TABLE I __________________________________________________________________________ Temperature Steam Wellbore Produced Condition Liquid volume Pressure Fluid in well- ratio: light Crude Oil Gravity (psig) (kPa) .degree. F .degree. C bore hydrocarbon/steam __________________________________________________________________________ San Ardo 14 500 3548 471 244 Saturated 0.003-0.018 San Ardo 14 500 3548 600 316 Superheated 0.009-0.368 Athabasca bitumen 9 200 1482 387 197 Saturated 0.000-0.037 Salem 34 200 1482 387 197 Saturated 0.006-1.094 __________________________________________________________________________

Thus, from Table I it is seen that a substantial amount of light hydrocarbon condensate may be obtained from the vapor produced from a production wellbore in the situation where petroleum is being produced under steam flood conditions and wherein the steam front has reached the production well.

We have discovered that this steam distilled light hydrocarbon fraction of the produced crude oil has superior solvent properties for enhancing production of additional petroleum when such light hydrocarbon is reinjected with additional steam into a subterranean formation. This discovery forms the basis of our invention.
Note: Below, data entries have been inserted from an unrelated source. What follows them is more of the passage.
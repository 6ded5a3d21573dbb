//! Predicates and comparisons over sibling field values.

use std::cmp::Ordering;
use std::fmt::{self, Display};

use crate::value::Value;

/// Comparison operator used by conditional requirements.
#[derive(Debug, Clone, Copy, PartialEq, Eq)]
pub enum ConditionOp {
    Eq,
    Ne,
    Gt,
    Gte,
    Lt,
    Lte,
}

impl ConditionOp {
    pub fn name(&self) -> &'static str {
        match self {
            ConditionOp::Eq => "eq",
            ConditionOp::Ne => "ne",
            ConditionOp::Gt => "gt",
            ConditionOp::Gte => "gte",
            ConditionOp::Lt => "lt",
            ConditionOp::Lte => "lte",
        }
    }

    /// Applies the operator to `a` and `b`.
    ///
    /// Returns `None` when the operands cannot be related: missing, null,
    /// NaN, mismatched kinds, or an ordering operator applied to containers.
    pub(crate) fn relate(&self, a: &Value, b: &Value, case: Case) -> Option<bool> {
        match self {
            ConditionOp::Eq => values_equal(a, b, case),
            ConditionOp::Ne => values_equal(a, b, case).map(|equal| !equal),
            _ => compare_values(a, b, case).map(|ordering| self.accepts(ordering)),
        }
    }

    fn accepts(&self, ordering: Ordering) -> bool {
        match self {
            ConditionOp::Eq => ordering == Ordering::Equal,
            ConditionOp::Ne => ordering != Ordering::Equal,
            ConditionOp::Gt => ordering == Ordering::Greater,
            ConditionOp::Gte => ordering != Ordering::Less,
            ConditionOp::Lt => ordering == Ordering::Less,
            ConditionOp::Lte => ordering != Ordering::Greater,
        }
    }
}

impl Display for ConditionOp {
    fn fmt(&self, f: &mut fmt::Formatter<'_>) -> fmt::Result {
        f.write_str(self.name())
    }
}

/// How strings are compared.
#[derive(Debug, Clone, Copy, PartialEq, Eq)]
pub(crate) enum Case {
    Sensitive,
    Insensitive,
}

/// Orders two scalars of the same kind.
///
/// Numbers compare across widths, strings per `case`, and booleans with
/// `false < true`. Missing, null, NaN, containers and mismatched kinds are
/// unordered.
pub(crate) fn compare_values(a: &Value, b: &Value, case: Case) -> Option<Ordering> {
    match (a, b) {
        (Value::Number(x), Value::Number(y)) => x.compare(y),
        (Value::String(x), Value::String(y)) => match case {
            Case::Sensitive => Some(x.cmp(y)),
            Case::Insensitive => Some(x.to_lowercase().cmp(&y.to_lowercase())),
        },
        (Value::Bool(x), Value::Bool(y)) => Some(x.cmp(y)),
        _ => None,
    }
}

/// Tests two values for equality; arrays and objects compare structurally.
pub(crate) fn values_equal(a: &Value, b: &Value, case: Case) -> Option<bool> {
    match (a, b) {
        (Value::Array(_), Value::Array(_)) | (Value::Object(_), Value::Object(_)) => Some(a == b),
        _ => compare_values(a, b, case).map(|ordering| ordering == Ordering::Equal),
    }
}

/// A predicate on the value found at a dotted path.
#[derive(Debug, Clone, PartialEq)]
pub(crate) struct Condition {
    pub(crate) path: String,
    pub(crate) op: ConditionOp,
    pub(crate) expected: Value,
}

impl Condition {
    pub(crate) fn new(path: impl Into<String>, op: ConditionOp, expected: Value) -> Self {
        Self {
            path: path.into(),
            op,
            expected,
        }
    }

    /// Evaluates the condition against the value resolved for `path`.
    pub(crate) fn holds(&self, actual: &Value) -> bool {
        match (actual, &self.expected) {
            (Value::Missing, Value::Missing) | (Value::Null, Value::Null) => {
                self.op.accepts(Ordering::Equal)
            }
            // Unrelated operands satisfy only `Ne`.
            _ => self
                .op
                .relate(actual, &self.expected, Case::Sensitive)
                .unwrap_or(self.op == ConditionOp::Ne),
        }
    }

    /// Renders the expected operand for issue metadata.
    pub(crate) fn expected_text(&self) -> String {
        match &self.expected {
            Value::String(s) => s.clone(),
            Value::Missing => "missing".to_string(),
            other => other.to_json().to_string(),
        }
    }
}

#[cfg(test)]
mod tests {
    use super::*;
    use serde_json::json;

    #[test]
    fn test_numbers_compare_across_widths() {
        assert_eq!(
            compare_values(&Value::from(5u64), &Value::from(5.0), Case::Sensitive),
            Some(Ordering::Equal)
        );
        assert_eq!(
            compare_values(&Value::from(f64::NAN), &Value::from(1), Case::Sensitive),
            None
        );
    }

    #[test]
    fn test_string_case_modes() {
        let a = Value::from("Alice");
        let b = Value::from("alice");
        assert_eq!(compare_values(&a, &b, Case::Insensitive), Some(Ordering::Equal));
        assert_ne!(compare_values(&a, &b, Case::Sensitive), Some(Ordering::Equal));
    }

    #[test]
    fn test_mismatched_kinds_are_unordered() {
        assert_eq!(
            compare_values(&Value::from("5"), &Value::from(5), Case::Sensitive),
            None
        );
        assert_eq!(compare_values(&Value::Missing, &Value::Missing, Case::Sensitive), None);
    }

    #[test]
    fn test_containers_relate_by_structural_equality() {
        let a = Value::from(json!([1, 2]));
        let b = Value::from(json!([3, 4]));
        assert_eq!(ConditionOp::Eq.relate(&a, &b, Case::Sensitive), Some(false));
        assert_eq!(ConditionOp::Ne.relate(&a, &b, Case::Sensitive), Some(true));
        assert_eq!(ConditionOp::Eq.relate(&a, &a, Case::Sensitive), Some(true));
        assert_eq!(ConditionOp::Gt.relate(&a, &b, Case::Sensitive), None);

        let x = Value::from(json!({"x": 1}));
        let y = Value::from(json!({"x": 2}));
        assert_eq!(ConditionOp::Eq.relate(&x, &y, Case::Sensitive), Some(false));
        assert_eq!(ConditionOp::Ne.relate(&x, &y, Case::Sensitive), Some(true));
    }

    #[test]
    fn test_condition_holds() {
        let is_card = Condition::new("method", ConditionOp::Eq, Value::from("card"));
        assert!(is_card.holds(&Value::from("card")));
        assert!(!is_card.holds(&Value::from("cash")));
        assert!(!is_card.holds(&Value::Missing));

        let not_card = Condition::new("method", ConditionOp::Ne, Value::from("card"));
        assert!(not_card.holds(&Value::Missing));

        let adult = Condition::new("age", ConditionOp::Gte, Value::from(18));
        assert!(adult.holds(&Value::from(18)));
        assert!(!adult.holds(&Value::from(17.5)));
    }

    #[test]
    fn test_condition_on_null() {
        let is_null = Condition::new("parent", ConditionOp::Eq, Value::Null);
        assert!(is_null.holds(&Value::Null));
        assert!(!is_null.holds(&Value::from("x")));
    }
}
Petroleum bearing formations for which the process of the present invention is useful include those which may be produced employing steam flooding techniques. Particularly, the present invention may be applied to petroleum formations which are depressured or underpressured, formations containing relatively heavy (low gravity) petroleum deposits, tar sands or other bitumen containing formations, and formations near the earth's surface which will not contain high pressures.

The temperature of the steam and steam distilled light hydrocarbon injected into a subterranean formation for enhancing recovery of petroleum is selected to carry sufficient heat into the formation to produce an advancing steam front with the associated solvent hydrocarbon bank. The temperature of the injected mixture will be sufficient to maintain a steam phase at formation pressures, and usually will be sufficient to provide some superheat at injection pressures. For example, temperatures of about 225.degree. F. may be used for formations at about atmospheric pressure, and temperatures in the range of 470.degree.-600.degree. F. may be used in formations with pressures of about 500 psig. Such temperatures of injected steam and light hydrocarbon may be adjusted for the injection pressure of a particular subterranean formation from which petroleum is to be produced.

The proportion of light hydrocarbon to steam in the injected mixture may vary over a relatively large range of liquid volume ratios of about 1:1 to about 1:100 light hydrocarbon to steam respectively.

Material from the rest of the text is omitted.